The college was then known for organizing cultural events. Acting school theater often attend the ceremony to celebrate the city. Such was the case every time the Bydgoszcz governor was coming to his castle.
A greater cultural event was even prepared in 1734 by young people and professors in honor of King Stanislaw Leszczynski riding to Gdansk.

=== Partitions of Poland (1772–1918) ===
Following the First Partition of Poland signed in St. Petersburg on August 5, 1772, Bydgoszcz was annexed by Prussia. In the following year the College of Bydgoszcz was converted into a gymnasium. The defeat of Prussia by Napoleon in 1806 lead to the creation of the Duchy of Warsaw, and on February 19, 1807, the takeover of Bydgoszcz under Polish rule became official. The city became the capital of a department (an administrative unit).

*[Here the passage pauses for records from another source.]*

//! HTTP GET capability used by the search and download stages.
//!
//! Stages only see a status code and a body; deciding what counts as success
//! is left to the caller.

use std::future::Future;
use std::pin::Pin;
use std::time::Duration;

use thiserror::Error;

#[derive(Error, Debug)]
pub enum FetchError {
    #[error("HTTP request error: {0}")]
    Http(#[from] reqwest::Error),
    #[error("{0}")]
    Other(String),
}

/// Status and body of a completed GET.
#[derive(Debug, Clone)]
pub struct FetchResponse {
    pub status: u16,
    pub body: Vec<u8>,
}

impl FetchResponse {
    /// Only a plain 200 counts; redirects are followed by the client before this point.
    pub fn is_ok(&self) -> bool {
        self.status == 200
    }

    /// Drain a reqwest response into memory.
    pub async fn from_response(resp: reqwest::Response) -> Result<Self, reqwest::Error> {
        let status = resp.status().as_u16();
        let body = resp.bytes().await?.to_vec();
        Ok(Self { status, body })
    }
}

pub type FetchFuture<'a> =
    Pin<Box<dyn Future<Output = Result<FetchResponse, FetchError>> + Send + 'a>>;

/// Something that can GET a URL.
pub trait Fetch: Send + Sync {
    fn get<'a>(&'a self, url: &'a str) -> FetchFuture<'a>;
}

/// [`Fetch`] over a shared `reqwest::Client`.
pub struct HttpFetcher {
    client: reqwest::Client,
    timeout: Option<Duration>,
}

impl HttpFetcher {
    pub fn new(timeout: Option<Duration>) -> Result<Self, FetchError> {
        let client = reqwest::Client::builder()
            .user_agent(concat!("paperdigest/", env!("CARGO_PKG_VERSION")))
            .build()?;
        Ok(Self::with_client(client, timeout))
    }

    pub fn with_client(client: reqwest::Client, timeout: Option<Duration>) -> Self {
        Self { client, timeout }
    }

    pub fn client(&self) -> &reqwest::Client {
        &self.client
    }
}

impl Fetch for HttpFetcher {
    fn get<'a>(&'a self, url: &'a str) -> FetchFuture<'a> {
        Box::pin(async move {
            let mut req = self.client.get(url);
            if let Some(timeout) = self.timeout {
                req = req.timeout(timeout);
            }
            let resp = req.send().await?;
            tracing::debug!(url, status = resp.status().as_u16(), "GET complete");
            Ok(FetchResponse::from_response(resp).await?)
        })
    }
}


#[cfg(test)]
mod tests {
    use super::*;

    #[test]
    fn only_200_is_ok() {
        let ok = FetchResponse {
            status: 200,
            body: vec![],
        };
        assert!(ok.is_ok());
        for status in [201, 204, 301, 404, 503] {
            let resp = FetchResponse {
                status,
                body: vec![],
            };
            assert!(!resp.is_ok(), "status {status} must not count as success");
        }
    }

    #[tokio::test]
    async fn from_response_keeps_status_and_body() {
        let http_resp = http::Response::builder()
            .status(503)
            .body("busy")
            .unwrap();
        let resp = FetchResponse::from_response(reqwest::Response::from(http_resp))
            .await
            .unwrap();
        assert_eq!(resp.status, 503);
        assert_eq!(resp.body, b"busy");
        assert!(!resp.is_ok());
    }

    #[tokio::test]
    async fn mock_unrouted_url_is_404() {
        let fetch = mock::MockFetch::new().route("https://a/", 200, "x");
        let resp = fetch.get("https://b/").await.unwrap();
        assert_eq!(resp.status, 404);
        assert_eq!(fetch.calls(), vec!["https://b/".to_string()]);
    }
}
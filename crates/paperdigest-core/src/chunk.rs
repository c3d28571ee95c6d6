/// Default window size, in characters.
pub const DEFAULT_CHUNK_SIZE: usize = 2048;

/// Split `text` into consecutive, non-overlapping windows of `chunk_size`
/// characters. The last window may be shorter; empty text yields no windows.
///
/// Sizes count `char`s, so windows never split a multi-byte character.
/// `chunk_size` must be non-zero ([`crate::Config::validate`] enforces this);
/// a zero size is treated as 1.
pub fn chunk_text(text: &str, chunk_size: usize) -> Vec<&str> {
    let chunk_size = chunk_size.max(1);
    let mut chunks = Vec::with_capacity(text.len() / chunk_size + 1);
    let mut start = 0;
    let mut count = 0;

    for (idx, _) in text.char_indices() {
        if count == chunk_size {
            chunks.push(&text[start..idx]);
            start = idx;
            count = 0;
        }
        count += 1;
    }
    if count > 0 {
        chunks.push(&text[start..]);
    }

    chunks
}
use std::path::Path;

use crate::CoreError;
use crate::fetch::Fetch;

/// Fetch `locator` and write the body verbatim to `dest`, replacing any
/// existing file. Returns the number of bytes written.
///
/// Nothing is written unless the server answers 200. The body is not checked
/// for being a PDF, and a write interrupted halfway is not repaired.
pub async fn download_resource(
    fetcher: &dyn Fetch,
    locator: &str,
    dest: &Path,
) -> Result<u64, CoreError> {
    tracing::info!(locator, dest = %dest.display(), "downloading paper");

    let resp = fetcher
        .get(locator)
        .await
        .map_err(|e| CoreError::DownloadFailed {
            locator: locator.to_string(),
            reason: e.to_string(),
        })?;

    if !resp.is_ok() {
        return Err(CoreError::DownloadFailed {
            locator: locator.to_string(),
            reason: format!("HTTP {}", resp.status),
        });
    }

    if let Some(parent) = dest.parent()
        && !parent.as_os_str().is_empty()
    {
        tokio::fs::create_dir_all(parent).await?;
    }
    tokio::fs::write(dest, &resp.body).await?;

    let written = resp.body.len() as u64;
    tracing::info!(bytes = written, "paper saved");
    Ok(written)
}
use crate::CoreError;
use crate::fetch::Fetch;

pub const DEFAULT_SEARCH_URL: &str = "https://arxiv.org/search/";

/// Build the listing URL for a query against the arXiv search page.
pub fn build_search_url(base: &str, query: &str) -> String {
    format!(
        "{}?query={}&searchtype=all&source=header",
        base,
        urlencoding::encode(query)
    )
}

/// Fetch the search listing for `query` and return its markup.
///
/// A query that is blank after trimming is [`CoreError::EmptyQuery`];
/// otherwise it is encoded exactly as given. Anything other than HTTP 200,
/// including a transport failure, is [`CoreError::SearchUnavailable`].
pub async fn search_listing(
    fetcher: &dyn Fetch,
    base: &str,
    query: &str,
) -> Result<String, CoreError> {
    if query.trim().is_empty() {
        return Err(CoreError::EmptyQuery);
    }

    let url = build_search_url(base, query);
    tracing::info!(url = %url, "searching");

    let resp = fetcher
        .get(&url)
        .await
        .map_err(|e| CoreError::SearchUnavailable(e.to_string()))?;

    if !resp.is_ok() {
        tracing::warn!(status = resp.status, "search endpoint returned non-200");
        return Err(CoreError::SearchUnavailable(format!("HTTP {}", resp.status)));
    }

    Ok(String::from_utf8_lossy(&resp.body).into_owned())
}

#[cfg(test)]
mod tests {
    use super::*;
    use crate::fetch::mock::MockFetch;

    #[test]
    fn url_encodes_query() {
        let url = build_search_url(DEFAULT_SEARCH_URL, "attention is all you need");
        assert_eq!(
            url,
            "https://arxiv.org/search/?query=attention%20is%20all%20you%20need&searchtype=all&source=header"
        );
    }

    #[test]
    fn url_encodes_reserved_characters() {
        let url = build_search_url("http://x/search/", "a&b=c");
        assert!(url.contains("query=a%26b%3Dc&"));
    }

    #[tokio::test]
    async fn empty_query_makes_no_request() {
        let fetch = MockFetch::new();
        let err = search_listing(&fetch, DEFAULT_SEARCH_URL, "   ")
            .await
            .unwrap_err();
        assert!(matches!(err, CoreError::EmptyQuery));
        assert!(fetch.calls().is_empty());
    }

    #[tokio::test]
    async fn query_is_encoded_untrimmed() {
        let fetch = MockFetch::new().route("http://x/search/", 200, "<html></html>");
        search_listing(&fetch, "http://x/search/", " attention ")
            .await
            .unwrap();
        assert_eq!(
            fetch.calls(),
            vec!["http://x/search/?query=%20attention%20&searchtype=all&source=header".to_string()]
        );
    }

    #[tokio::test]
    async fn returns_body_on_200() {
        let fetch = MockFetch::new().route("http://x/search/", 200, "<html>ok</html>");
        let body = search_listing(&fetch, "http://x/search/", "transformers")
            .await
            .unwrap();
        assert_eq!(body, "<html>ok</html>");
    }

    #[tokio::test]
    async fn non_200_is_search_unavailable() {
        let fetch = MockFetch::new().route("http://x/search/", 503, "down");
        let err = search_listing(&fetch, "http://x/search/", "transformers")
            .await
            .unwrap_err();
        match err {
            CoreError::SearchUnavailable(reason) => assert_eq!(reason, "HTTP 503"),
            other => panic!("expected SearchUnavailable, got {other:?}"),
        }
    }

    #[tokio::test]
    async fn transport_error_is_search_unavailable() {
        let fetch = MockFetch::new().fail("http://x/search/", "connection refused");
        let err = search_listing(&fetch, "http://x/search/", "transformers")
            .await
            .unwrap_err();
        assert!(matches!(err, CoreError::SearchUnavailable(_)));
    }
}
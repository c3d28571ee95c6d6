use std::path::Path;

use mupdf::{Document, TextPageFlags};

use paperdigest_core::{BackendError, PdfBackend};

/// MuPDF-based implementation of [`PdfBackend`].
///
/// This crate isolates the mupdf dependency (AGPL-3.0) from the rest of the
/// workspace.
///
/// Running headers and footers (journal names, page numbers) can optionally
/// be dropped by excluding a band at the top and bottom of every page. Both
/// bands are off by default so the summarizer sees the whole page.
#[derive(Default)]
pub struct MupdfBackend {
    /// Fraction of page height from bottom to exclude as footer (0.0–1.0).
    footer_exclusion_ratio: Option<f32>,
    /// Fraction of page height from top to exclude as header (0.0–1.0).
    header_exclusion_ratio: Option<f32>,
}

impl MupdfBackend {
    pub fn new() -> Self {
        Self::default()
    }

    /// Set the footer exclusion ratio. Pass `0.0` to disable.
    pub fn with_footer_exclusion(mut self, ratio: f32) -> Self {
        self.footer_exclusion_ratio = if ratio > 0.0 { Some(ratio) } else { None };
        self
    }

    /// Set the header exclusion ratio. Pass `0.0` to disable.
    pub fn with_header_exclusion(mut self, ratio: f32) -> Self {
        self.header_exclusion_ratio = if ratio > 0.0 { Some(ratio) } else { None };
        self
    }

    pub fn header_exclusion(&self) -> Option<f32> {
        self.header_exclusion_ratio
    }

    pub fn footer_exclusion(&self) -> Option<f32> {
        self.footer_exclusion_ratio
    }

    fn open(path: &Path) -> Result<Document, BackendError> {
        let open_err = |message: String| BackendError::Open {
            path: path.display().to_string(),
            message,
        };
        let path_str = path
            .to_str()
            .ok_or_else(|| open_err("invalid path encoding".into()))?;
        if !path.exists() {
            return Err(open_err("file does not exist".into()));
        }
        Document::open(path_str).map_err(|e| open_err(e.to_string()))
    }
}

impl PdfBackend for MupdfBackend {
    fn extract_text(&self, path: &Path) -> Result<String, BackendError> {
        let document = Self::open(path)?;
        let mut pages_text = Vec::new();

        for page_result in document
            .pages()
            .map_err(|e| BackendError::Page(e.to_string()))?
        {
            let page = page_result.map_err(|e| BackendError::Page(e.to_string()))?;
            let text_page = page
                .to_text_page(TextPageFlags::empty())
                .map_err(|e| BackendError::Page(e.to_string()))?;

            let bounds = page
                .bounds()
                .map_err(|e| BackendError::Page(e.to_string()))?;
            let height = bounds.y1 - bounds.y0;
            let header_limit = self.header_exclusion_ratio.map(|r| bounds.y0 + height * r);
            let footer_limit = self.footer_exclusion_ratio.map(|r| bounds.y1 - height * r);

            let mut page_text = String::new();
            for block in text_page.blocks() {
                let block_bounds = block.bounds();
                if header_limit.is_some_and(|limit| block_bounds.y1 <= limit) {
                    continue;
                }
                if footer_limit.is_some_and(|limit| block_bounds.y0 >= limit) {
                    continue;
                }

                for line in block.lines() {
                    page_text.extend(line.chars().map(|c| c.char().unwrap_or('\u{FFFD}')));
                    page_text.push('\n');
                }
            }
            pages_text.push(page_text);
        }

        Ok(pages_text.join("\n"))
    }
}
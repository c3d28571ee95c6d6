use once_cell::sync::Lazy;
use regex::Regex;

/// First `References` heading (optionally numbered) and everything after it.
static REFERENCES: Lazy<Regex> = Lazy::new(|| Regex::new(r"References\s*\d*\s*[\s\S]*").unwrap());

/// Bracketed numeric markers such as `[12]`.
static FOOTNOTE: Lazy<Regex> = Lazy::new(|| Regex::new(r"\[\d+\]").unwrap());

static WHITESPACE: Lazy<Regex> = Lazy::new(|| Regex::new(r"\s+").unwrap());

/// Drop the first `References` heading and everything after it.
///
/// The match is literal and case-sensitive, so a body sentence mentioning
/// "References" also truncates the text there.
pub fn strip_references(text: &str) -> &str {
    match REFERENCES.find(text) {
        Some(m) => &text[..m.start()],
        None => text,
    }
}

/// Remove every `[n]` marker.
pub fn strip_footnotes(text: &str) -> String {
    FOOTNOTE.replace_all(text, "").into_owned()
}

/// Collapse whitespace runs (newlines included) to one space and trim.
pub fn normalize_whitespace(text: &str) -> String {
    WHITESPACE.replace_all(text, " ").trim().to_string()
}

/// Clean text extracted from a paper before chunking.
///
/// Truncates at the references section, removes `[n]` markers, then
/// collapses whitespace and trims. The first two steps repeat until stable:
/// removing `[1]` from `[[1]2]` exposes `[2]`, and removing a marker from
/// `Refer[3]ences` exposes a heading. Repeating makes the result a fixed
/// point, so cleaning cleaned text changes nothing.
pub fn clean_text(text: &str) -> String {
    let mut current = strip_references(text).to_string();
    loop {
        let stripped = strip_footnotes(&current);
        let truncated = strip_references(&stripped);
        if truncated.len() == current.len() {
            break;
        }
        current = truncated.to_string();
    }
    normalize_whitespace(&current)
}
use std::path::Path;

use thiserror::Error;

#[derive(Error, Debug)]
pub enum BackendError {
    #[error("could not open {path} as a PDF: {message}")]
    Open { path: String, message: String },
    #[error("failed to read page text: {0}")]
    Page(String),
    #[error("IO error: {0}")]
    Io(#[from] std::io::Error),
}

/// Turns a downloaded paper into raw text.
///
/// The returned text is uncleaned; [`crate::clean::clean_text`] and
/// [`crate::chunk::chunk_text`] run afterwards.
pub trait PdfBackend: Send + Sync {
    fn extract_text(&self, path: &Path) -> Result<String, BackendError>;
}
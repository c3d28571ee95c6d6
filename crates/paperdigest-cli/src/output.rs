use std::io::Write;

use owo_colors::OwoColorize;
use paperdigest_core::{CoreError, PipelineEvent, SelectedResource};

/// Whether to use colored output.
#[derive(Debug, Clone, Copy)]
pub struct ColorMode(pub bool);

impl ColorMode {
    pub fn enabled(&self) -> bool {
        self.0
    }
}

/// Print a real-time pipeline event.
pub fn print_event(w: &mut dyn Write, event: &PipelineEvent, color: ColorMode) -> std::io::Result<()> {
    match event {
        PipelineEvent::Searching { query } => {
            writeln!(w, "Searching arXiv for \"{}\"...", query)?;
        }
        PipelineEvent::Selected {
            paper_id,
            locator,
            score,
        } => {
            print_selection(
                w,
                &SelectedResource {
                    paper_id: paper_id.clone(),
                    locator: locator.clone(),
                    score: *score,
                },
                color,
            )?;
        }
        PipelineEvent::Downloaded { path, bytes } => {
            let msg = "Paper downloaded successfully!";
            if color.enabled() {
                writeln!(w, "{}", msg.green())?;
            } else {
                writeln!(w, "{}", msg)?;
            }
            let detail = format!("({} bytes -> {})", bytes, path.display());
            if color.enabled() {
                writeln!(w, "{}", detail.dimmed())?;
            } else {
                writeln!(w, "{}", detail)?;
            }
        }
        PipelineEvent::Extracted {
            raw_chars,
            cleaned_chars,
            chunks,
        } => {
            let msg = format!(
                "Extracted {} characters ({} after cleaning), {} chunk{} to summarize",
                raw_chars,
                cleaned_chars,
                chunks,
                if *chunks == 1 { "" } else { "s" }
            );
            if color.enabled() {
                writeln!(w, "{}", msg.dimmed())?;
            } else {
                writeln!(w, "{}", msg)?;
            }
            writeln!(w)?;
        }
        PipelineEvent::Summary { index, total, text } => {
            let label = format!("[{}/{}]", index + 1, total);
            if color.enabled() {
                writeln!(w, "{} {}", label.bold().cyan(), text)?;
            } else {
                writeln!(w, "{} {}", label, text)?;
            }
            writeln!(w)?;
        }
        PipelineEvent::Finished { .. } => {
            if color.enabled() {
                writeln!(w, "{}", "Finished Summarising".green().bold())?;
            } else {
                writeln!(w, "Finished Summarising")?;
            }
        }
    }
    Ok(())
}

/// Print the paper picked from the listing.
pub fn print_selection(
    w: &mut dyn Write,
    selected: &SelectedResource,
    color: ColorMode,
) -> std::io::Result<()> {
    let terms = if selected.score == 1 { "term" } else { "terms" };
    if color.enabled() {
        writeln!(
            w,
            "Selected {} ({} highlighted {})",
            format!("arXiv:{}", selected.paper_id).bold(),
            selected.score,
            terms
        )?;
    } else {
        writeln!(
            w,
            "Selected arXiv:{} ({} highlighted {})",
            selected.paper_id, selected.score, terms
        )?;
    }
    writeln!(w, "  PDF: {}", selected.locator)?;
    Ok(())
}

/// Report a failed run. Warnings (no paper found) are yellow, errors red.
pub fn print_error(w: &mut dyn Write, err: &CoreError, color: ColorMode) -> std::io::Result<()> {
    let message = match err {
        CoreError::EmptyQuery => "Please enter the title of a paper.".to_string(),
        other => other.to_string(),
    };
    if err.is_warning() {
        if color.enabled() {
            writeln!(w, "{} {}", "WARNING:".yellow(), message)?;
        } else {
            writeln!(w, "WARNING: {}", message)?;
        }
    } else if color.enabled() {
        writeln!(w, "{} {}", "ERROR:".red().bold(), message)?;
    } else {
        writeln!(w, "ERROR: {}", message)?;
    }
    Ok(())
}
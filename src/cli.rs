//! CLI argument definitions using clap derive macros.

use std::path::PathBuf;
use std::time::Duration;

use clap::{Parser, ValueEnum};
use url::Url;

use segfetch_core::config::{DEFAULT_MAX_REPEATS, DEFAULT_MAX_SEGMENTS, resolve_body};
use segfetch_core::transport::{CONNECT_TIMEOUT_SECS, READ_TIMEOUT_SECS};
use segfetch_core::{ConfigError, Protocol, RunConfig, TransportOptions};

/// Fetch templated media segments or interactive URL streams and record them to disk.
///
/// In benchmark mode every segment of the `--benchmark-file-url` pattern is
/// fetched `--max-repeat-count` times. Otherwise URLs are read from stdin,
/// one token at a time, until `exit`.
#[derive(Parser, Debug)]
#[command(name = "segfetch")]
#[command(author, version, about)]
pub struct Args {
    /// Target URL; the server to connect to
    pub url: Option<String>,

    /// Increase output verbosity (-v for debug, -vv for trace)
    #[arg(short, long, action = clap::ArgAction::Count)]
    pub verbose: u8,

    /// Suppress size markers, hex dumps and non-error logs
    #[arg(short, long)]
    pub quiet: bool,

    /// IP address or hostname to connect to instead of the URL host
    #[arg(long)]
    pub host: Option<String>,

    /// Port to connect to instead of the URL port
    #[arg(long, value_parser = clap::value_parser!(u16).range(1..))]
    pub port: Option<u16>,

    /// Folder the fetched files are written into
    #[arg(short = 'f', long, default_value = ".")]
    pub folder: PathBuf,

    /// Request body; a non-empty body turns requests into POSTs
    #[arg(long, conflicts_with = "body_hex")]
    pub body: Option<String>,

    /// Hex-encoded request body; request and response bodies are hex-dumped
    #[arg(long)]
    pub body_hex: Option<String>,

    /// Semicolon separated list of name:value request headers
    #[arg(long, default_value = "")]
    pub headers: String,

    /// HTTP protocol version to speak
    #[arg(long, value_enum, default_value_t = ProtocolArg::Auto)]
    pub protocol: ProtocolArg,

    /// Do not treat a protocol version mismatch as a failure
    #[arg(long)]
    pub version_mismatch_ok: bool,

    /// Treat 3xx responses as success instead of failure
    #[arg(long)]
    pub redirect_is_success: bool,

    /// Initial HTTP/2 stream window size in bytes
    #[arg(long, value_parser = clap::value_parser!(u32).range(1..))]
    pub initial_window: Option<u32>,

    /// Do not verify TLS certificates
    #[arg(long)]
    pub disable_certificate_verification: bool,

    /// Run the segment benchmark instead of reading URLs from stdin
    #[arg(long)]
    pub benchmark: bool,

    /// Segment URL pattern; `segment` is replaced by the segment number
    #[arg(long)]
    pub benchmark_file_url: Option<String>,

    /// Segments fetched per benchmark repeat
    #[arg(long, default_value_t = DEFAULT_MAX_SEGMENTS, value_parser = clap::value_parser!(u32).range(1..))]
    pub max_segment: u32,

    /// Number of benchmark repeats
    #[arg(short = 'r', long, default_value_t = DEFAULT_MAX_REPEATS, value_parser = clap::value_parser!(u32).range(1..))]
    pub max_repeat_count: u32,

    /// Fetch and measure without writing response bodies to disk
    #[arg(long)]
    pub no_write: bool,

    /// Connect timeout in seconds (1-3600)
    #[arg(long, default_value_t = CONNECT_TIMEOUT_SECS, value_parser = clap::value_parser!(u64).range(1..=3600))]
    pub connect_timeout: u64,

    /// Whole-request timeout in seconds (1-86400)
    #[arg(long, default_value_t = READ_TIMEOUT_SECS, value_parser = clap::value_parser!(u64).range(1..=86400))]
    pub timeout: u64,

    /// Write a JSON run summary to this file
    #[arg(long)]
    pub summary_json: Option<PathBuf>,
}

/// `--protocol` values.
#[derive(Debug, Clone, Copy, PartialEq, Eq, ValueEnum)]
pub enum ProtocolArg {
    /// Negotiate
    Auto,
    /// HTTP/1.1 only
    Http1,
    /// HTTP/2 with prior knowledge
    Http2,
}

impl From<ProtocolArg> for Protocol {
    fn from(arg: ProtocolArg) -> Self {
        match arg {
            ProtocolArg::Auto => Self::Auto,
            ProtocolArg::Http1 => Self::Http1,
            ProtocolArg::Http2 => Self::Http2,
        }
    }
}

/// Everything `main` needs to start a run.
#[derive(Debug)]
pub struct LaunchPlan {
    /// Core loop configuration.
    pub run: RunConfig,
    /// Transport configuration.
    pub transport: TransportOptions,
    /// URL whose server the transport connects to.
    pub target: Url,
}

impl Args {
    /// Validates the flags and converts them into a [`LaunchPlan`].
    pub fn launch_plan(&self) -> Result<LaunchPlan, ConfigError> {
        let (body, from_hex) = resolve_body(self.body.as_deref(), self.body_hex.as_deref())?;

        let mut run = RunConfig::new(&self.folder)
            .with_header_spec(&self.headers)?
            .with_body(body)
            .with_quiet(self.quiet)
            .with_write_files(!self.no_write)
            .with_redirect_is_success(self.redirect_is_success)
            .with_version_mismatch_ok(self.version_mismatch_ok);
        run.hex_dump = from_hex;

        if self.benchmark {
            let pattern = self
                .benchmark_file_url
                .as_deref()
                .ok_or(ConfigError::MissingBenchmarkPattern)?;
            run = run.benchmark(pattern, self.max_segment, self.max_repeat_count)?;
        }

        let target = self
            .url
            .as_deref()
            .or(self.benchmark_file_url.as_deref().filter(|_| self.benchmark))
            .ok_or(ConfigError::MissingTarget)?;
        let target = Url::parse(target).map_err(|e| ConfigError::InvalidTarget {
            url: target.to_string(),
            reason: e.to_string(),
        })?;

        let transport = TransportOptions {
            protocol: self.protocol.into(),
            host_override: self.host.clone(),
            port: self.port,
            connect_timeout: Duration::from_secs(self.connect_timeout),
            read_timeout: Duration::from_secs(self.timeout),
            initial_window: self.initial_window,
            accept_invalid_certs: self.disable_certificate_verification,
        };

        Ok(LaunchPlan {
            run,
            transport,
            target,
        })
    }
}
//! Error types for the fetch loop.
//!
//! Every variant carries the URL or path involved so the operator can tell
//! which segment ended the run.

use std::path::PathBuf;

use thiserror::Error;

use super::classify::Outcome;
use crate::transport::TransportError;

/// Errors that end a run.
#[derive(Debug, Error)]
pub enum FetchError {
    /// The URL could not be parsed into a request.
    #[error("invalid URL '{url}': {reason}")]
    InvalidUrl {
        /// The URL as given.
        url: String,
        /// Parser message.
        reason: String,
    },

    /// The transport failed to connect or exchange the request.
    #[error("transport error fetching {url}: {source}")]
    Transport {
        /// The URL (or connect target) involved.
        url: String,
        /// The underlying transport error.
        #[source]
        source: TransportError,
    },

    /// The response status was classified as fatal.
    #[error("request failed ({outcome} {status}) fetching {url}")]
    Status {
        /// The URL that was fetched.
        url: String,
        /// HTTP status code.
        status: u16,
        /// The fatal classification.
        outcome: Outcome,
    },

    /// The output file could not be written.
    #[error("{path} could not be opened for writing: {source}")]
    Io {
        /// The destination path.
        path: PathBuf,
        /// The underlying IO error.
        #[source]
        source: std::io::Error,
    },

    /// The URL path has no final component to name the output file after.
    #[error("cannot derive an output filename from {url}")]
    EmptyFileName {
        /// The URL involved.
        url: String,
    },

    /// Reading the interactive input stream failed.
    #[error("failed to read input: {0}")]
    Input(#[source] std::io::Error),

    /// Writing the report stream failed.
    #[error("failed to write report: {0}")]
    Output(#[source] std::io::Error),
}

impl FetchError {
    /// Creates an invalid URL error.
    pub fn invalid_url(url: impl Into<String>, reason: impl Into<String>) -> Self {
        Self::InvalidUrl {
            url: url.into(),
            reason: reason.into(),
        }
    }

    /// Creates a transport error.
    pub fn transport(url: impl Into<String>, source: TransportError) -> Self {
        Self::Transport {
            url: url.into(),
            source,
        }
    }

    /// Creates a fatal-status error.
    pub fn status(url: impl Into<String>, status: u16, outcome: Outcome) -> Self {
        Self::Status {
            url: url.into(),
            status,
            outcome,
        }
    }

    /// Creates an IO error.
    pub fn io(path: impl Into<PathBuf>, source: std::io::Error) -> Self {
        Self::Io {
            path: path.into(),
            source,
        }
    }

    /// True when the transport reported a protocol version mismatch.
    #[must_use]
    pub fn is_version_mismatch(&self) -> bool {
        matches!(
            self,
            Self::Transport {
                source: TransportError::VersionMismatch { .. },
                ..
            }
        )
    }
}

Within the newly established College — so called Central School- a department of Polish language was created. The opening took place on 11 September 1808, during a ceremony where representatives of administrative department and military were present. The building, devastated by the previous war, was repaired with founds from the Board of Education Duchy of Warsaw and other contributions. At the same time, townspeople raised money to pay the salaries of the 6 professors. In September 1808, the school received 50 students. After a few years, the renown dignity of the Central School took over the old and successful High School in Toruń. During this period, the University of Bydgoszcz was deeply transformed into a real establishment of higher education. In September 1812, the famous writer and politician Julian Ursyn Niemcewicz visited the institution.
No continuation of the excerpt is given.